Algorithm exploitation: Humans are keen to exploit benevolent AI
Jurgis Karpus,
Adrian Krüger,
Julia Tovar Verba,
Bahador Bahrami,
Ophelia Deroy
Affiliations
Jurgis Karpus
Faculty of Philosophy, Philosophy of Science and the Study of Religion, LMU Munich, Geschwister-Scholl-Platz 1, 80539 Munich, Germany; Department of General and Educational Psychology, LMU Munich, Leopoldstraße 13, 80802 Munich, Germany
Adrian Krüger
Faculty of Philosophy, Philosophy of Science and the Study of Religion, LMU Munich, Geschwister-Scholl-Platz 1, 80539 Munich, Germany
Julia Tovar Verba
Faculty of Philosophy, Philosophy of Science and the Study of Religion, LMU Munich, Geschwister-Scholl-Platz 1, 80539 Munich, Germany
Bahador Bahrami
Centre for Adaptive Rationality, Max Planck Institute for Human Development, Lentzeallee 94, 14195 Berlin, Germany; Department of General and Educational Psychology, LMU Munich, Leopoldstraße 13, 80802 Munich, Germany; Department of Psychology, Royal Holloway, University of London, Egham TW20 0EX, UK; Munich Center for Neurosciences – Brain & Mind, Großhaderner Street 2, 82152 Munich, Germany
Ophelia Deroy
Faculty of Philosophy, Philosophy of Science and the Study of Religion, LMU Munich, Geschwister-Scholl-Platz 1, 80539 Munich, Germany; Munich Center for Neurosciences – Brain & Mind, Großhaderner Street 2, 82152 Munich, Germany; Institute of Philosophy, School of Advanced Study, University of London, Senate House, Malet Street, London WC1E 7HU, UK; Corresponding author
Summary: We cooperate with other people despite the risk of being exploited or hurt.
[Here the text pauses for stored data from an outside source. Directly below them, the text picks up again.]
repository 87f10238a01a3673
mod layout;

pub use layout::draw_ui;
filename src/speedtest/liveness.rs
use log::debug;
use reqwest::header::USER_AGENT;
use reqwest::StatusCode;
use url::Url;

use super::{SpeedTest, ANDROID_UA};
use crate::server::Server;

impl SpeedTest {
    /// Checks the backend answers on its ping URL.
    ///
    /// Some dialects answer a bare ping with 403 while working fine, so both
    /// 200 and 403 count as up. Every failure collapses to `false`.
    pub async fn is_server_up(&self, server: &Server) -> bool {
        let url = match Url::parse(&server.ping_url()) {
            Ok(url) => url,
            Err(err) => {
                debug!("Failed when creating HTTP request: {}", err);
                return false;
            }
        };

        let response = self
            .client
            .get(url)
            .header(USER_AGENT, ANDROID_UA)
            .timeout(self.liveness_timeout)
            .send()
            .await;

        match response {
            Ok(response) => {
                let status = response.status();
                if let Err(err) = response.bytes().await {
                    debug!("Failed when draining status response: {}", err);
                }
                status == StatusCode::OK || status == StatusCode::FORBIDDEN
            }
            Err(err) => {
                debug!("Error checking for server status: {}", err);
                false
            }
        }
    }
}
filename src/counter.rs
use std::sync::atomic::{AtomicU64, Ordering};
use std::sync::Arc;
use std::time::{Duration, Instant};

use bytes::Bytes;
use futures::stream::{self, Stream};
use parking_lot::Mutex;
use rand::RngCore;

const CHUNK_SIZE: usize = 64 * 1024;

const DECIMAL_UNITS: [&str; 5] = ["", "K", "M", "G", "T"];
const BINARY_UNITS: [&str; 5] = ["", "Ki", "Mi", "Gi", "Ti"];

/// Where upload bytes come from.
#[derive(Debug, Clone)]
enum Payload {
    /// Prefilled random buffer shared by every upload request.
    Blob(Bytes),
    /// Fresh random bytes generated while the request is being sent.
    Random,
}

/// Byte accumulator for one throughput run.
///
/// Transfer tasks add to it concurrently while a progress display reads the
/// live rate. The rate is always measured from [`Counter::start`].
#[derive(Debug)]
pub struct Counter {
    total: AtomicU64,
    start: Mutex<Option<Instant>>,
    mebi: bool,
    use_bytes: bool,
    upload_size: usize,
    payload: Payload,
}

impl Default for Counter {
    fn default() -> Self {
        Self::new()
    }
}

impl Counter {
    pub fn new() -> Self {
        Self {
            total: AtomicU64::new(0),
            start: Mutex::new(None),
            mebi: false,
            use_bytes: false,
            upload_size: 1024 * 1024,
            payload: Payload::Random,
        }
    }

    pub fn set_mebi(&mut self, mebi: bool) {
        self.mebi = mebi;
    }

    pub fn set_use_bytes(&mut self, use_bytes: bool) {
        self.use_bytes = use_bytes;
    }

    pub fn set_upload_size(&mut self, size: usize) {
        self.upload_size = size;
    }

    pub fn upload_size(&self) -> usize {
        self.upload_size
    }

    /// Fills a reusable random buffer of `upload_size` bytes.
    pub fn generate_blob(&mut self) {
        let mut blob = vec![0u8; self.upload_size];
        rand::thread_rng().fill_bytes(&mut blob);
        self.payload = Payload::Blob(Bytes::from(blob));
    }

    /// Generate upload bytes inline with the transfer instead of up front.
    pub fn use_random_stream(&mut self) {
        self.payload = Payload::Random;
    }

    pub fn start(&self) {
        self.total.store(0, Ordering::Relaxed);
        *self.start.lock() = Some(Instant::now());
    }

    pub fn add(&self, n: u64) {
        self.total.fetch_add(n, Ordering::Relaxed);
    }

    pub fn write(&self, buf: &[u8]) -> usize {
        self.add(buf.len() as u64);
        buf.len()
    }

    pub fn total(&self) -> u64 {
        self.total.load(Ordering::Relaxed)
    }

    pub fn elapsed(&self) -> Duration {
        let start = *self.start.lock();
        start.map(|start| start.elapsed()).unwrap_or_default()
    }

    /// Average bytes per second since `start`.
    pub fn avg_bytes(&self) -> f64 {
        let secs = self.elapsed().as_secs_f64();
        if secs <= 0.0 {
            return 0.0;
        }
        self.total() as f64 / secs
    }

    pub fn avg_mbps(&self) -> f64 {
        let divisor = if self.mebi { 131_072.0 } else { 125_000.0 };
        self.avg_bytes() / divisor
    }

    pub fn mbytes(&self) -> f64 {
        let divisor = if self.mebi { 1_048_576.0 } else { 1_000_000.0 };
        self.total() as f64 / divisor
    }

    pub fn avg_humanize(&self) -> String {
        if self.use_bytes {
            format!("{}B/s", humanize(self.avg_bytes(), self.mebi))
        } else {
            format!("{}bps", humanize(self.avg_bytes() * 8.0, self.mebi))
        }
    }

    pub fn bytes_humanize(&self) -> String {
        format!("{}B", humanize(self.total() as f64, self.mebi))
    }

    /// Streams `upload_size` bytes as a request body, counting each chunk as
    /// the HTTP client pulls it off the stream.
    pub fn upload_body(self: &Arc<Self>) -> reqwest::Body {
        reqwest::Body::wrap_stream(self.upload_stream())
    }

    pub(crate) fn upload_stream(
        self: &Arc<Self>,
    ) -> impl Stream<Item = std::io::Result<Bytes>> + Send + 'static {
        let size = self.upload_size;
        stream::unfold((Arc::clone(self), 0usize), move |(counter, offset)| async move {
            if offset >= size {
                return None;
            }
            let len = CHUNK_SIZE.min(size - offset);
            let chunk = counter.chunk(offset, len);
            counter.add(len as u64);
            Some((Ok::<_, std::io::Error>(chunk), (counter, offset + len)))
        })
    }

    fn chunk(&self, offset: usize, len: usize) -> Bytes {
        match &self.payload {
            Payload::Blob(blob) if offset + len <= blob.len() => blob.slice(offset..offset + len),
            _ => {
                let mut buf = vec![0u8; len];
                rand::thread_rng().fill_bytes(&mut buf);
                Bytes::from(buf)
            }
        }
    }
}

fn humanize(value: f64, mebi: bool) -> String {
    let (base, units) = if mebi {
        (1024.0, BINARY_UNITS)
    } else {
        (1000.0, DECIMAL_UNITS)
    };

    let mut value = value;
    let mut unit = 0;
    while value >= base && unit < units.len() - 1 {
        value /= base;
        unit += 1;
    }
    format!("{:.2} {}", value, units[unit])
}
If future artificial intelligence (AI) systems are benevolent and cooperative toward us, what will we do in return? Here we show that our cooperative dispositions are weaker when we interact with AI. In nine experiments, humans interacted with either another human or an AI agent in four classic social dilemma economic games and a newly designed game of Reciprocity that we introduce here. Contrary to the hypothesis that people mistrust algorithms, participants trusted their AI partners to be as cooperative as humans. However, they did not return AI's benevolence as much and exploited the AI more than humans. These findings warn that future self-driving cars or co-working robots, whose success depends on humans' returning their cooperativeness, run the risk of being exploited. This vulnerability calls not just for smarter machines but also better human-centered policies.